O procedimento, no entanto, é extremamente burocrático e caro, o que, na prática, inviabiliza o acesso ao medicamento da maneira necessária para garantir a continuidade e a eficácia do tratamento.

 

Impossibilidade de atender ao pedido em habeas corpus

O STJ afirmou que está ciente da relevância do tema e sensibilizado pela situação, no entanto, apesar disso, entendeu que não era possível atender o pleito formulado, especialmente considerando a estreiteza cognitiva do habeas corpus e a própria competência do Tribunal.

A concessão de autorização para o cultivo de maconha depende de critérios técnicos cujo estudo refoge à competência do juízo criminal, que não pode se imiscuir em temas cuja análise incumbe aos órgãos de vigilância sanitária. Isso porque uma decisão desse tipo depende de estudo de diversos elementos relativos à extensão do cultivo, número de espécimes suficientes para atender à necessidade da recorrente, mecanismos de controle da produção do medicamento, dentre outros fatores, cujo exame escapa ao conjunto de competências técnicas do magistrado.

Essa incumbência está a cargo da ANSIVA que, diante das peculiaridades do caso concreto, poderá autorizar ou não o cultivo e colheita de plantas das quais se possam extrair as substâncias necessárias para a produção artesanal dos medicamentos. Aliás, a própria ANVISA já regulamenta esse tipo de atividade no âmbito industrial, por meio da RDC n. 16, de 1º de abril de 2014, podendo aplicar esses critérios, de forma extensiva, ao cultivo doméstico, caso as demais condições técnicas sejam atendidas.

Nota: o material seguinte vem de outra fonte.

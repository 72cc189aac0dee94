//! Tracking session: one controller per tracked order.
//!
//! The session owns the order's state explicitly and advances it through pure
//! reducer transitions (`state.apply(event)`), so the journey deriver and the
//! status feeds stay independently testable. A thin timer-free runner consumes
//! the feed and publishes recomputed snapshots over a watch channel.

mod runner;
mod types;

pub use runner::TrackingSession;
pub use types::{SessionStatus, TrackingSnapshot, TrackingState};
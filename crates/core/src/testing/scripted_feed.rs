//! Scripted status feed for tests.

use std::collections::VecDeque;
use std::time::Duration;

use async_trait::async_trait;
use chrono::Utc;

use crate::feed::StatusFeed;
use crate::order::{OrderStatus, StatusEvent};

/// A [`StatusFeed`] that replays a fixed script of events.
///
/// By default events are handed out as fast as the consumer asks for them;
/// `with_delay` paces them out to exercise timing-sensitive paths.
pub struct ScriptedFeed {
    events: VecDeque<StatusEvent>,
    delay: Option<Duration>,
}

impl ScriptedFeed {
    /// Create a feed replaying the given events.
    pub fn new(events: Vec<StatusEvent>) -> Self {
        Self {
            events: events.into(),
            delay: None,
        }
    }

    /// Create a feed replaying the given statuses, stamped with the current
    /// time.
    pub fn from_statuses(statuses: &[OrderStatus]) -> Self {
        Self::new(
            statuses
                .iter()
                .map(|s| StatusEvent::new(*s, Utc::now()))
                .collect(),
        )
    }

    /// Wait this long before handing out each event.
    pub fn with_delay(mut self, delay: Duration) -> Self {
        self.delay = Some(delay);
        self
    }

    /// Number of events not yet handed out.
    pub fn remaining(&self) -> usize {
        self.events.len()
    }
}

#[async_trait]
impl StatusFeed for ScriptedFeed {
    fn name(&self) -> &str {
        "scripted"
    }

    async fn next_event(&mut self) -> Option<StatusEvent> {
        // An exhausted script ends immediately, without waiting out the delay.
        if self.events.is_empty() {
            return None;
        }
        if let Some(delay) = self.delay {
            tokio::time::sleep(delay).await;
        }
        self.events.pop_front()
    }
}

Portanto, a melhor solução é, inicialmente, submeter a questão ao exame da autarquia responsável pela vigilância sanitária e, em caso de demora ou de negativa, apresentar o tema ao Poder Judiciário, devendo o pleito ser direcionado à jurisdição cível competente.

 

Em suma:

É incabível salvo-conduto para o cultivo da cannabis visando a extração do óleo medicinal, ainda que na quantidade necessária para o controle da epilepsia, posto que a autorização fica a cargo da análise do caso concreto pela ANVISA.

STJ. 5ª Turma. RHC 123.402-RS, Rel. Min. Reynaldo Soares da Fonseca, julgado em 23/03/2021 (Info 690).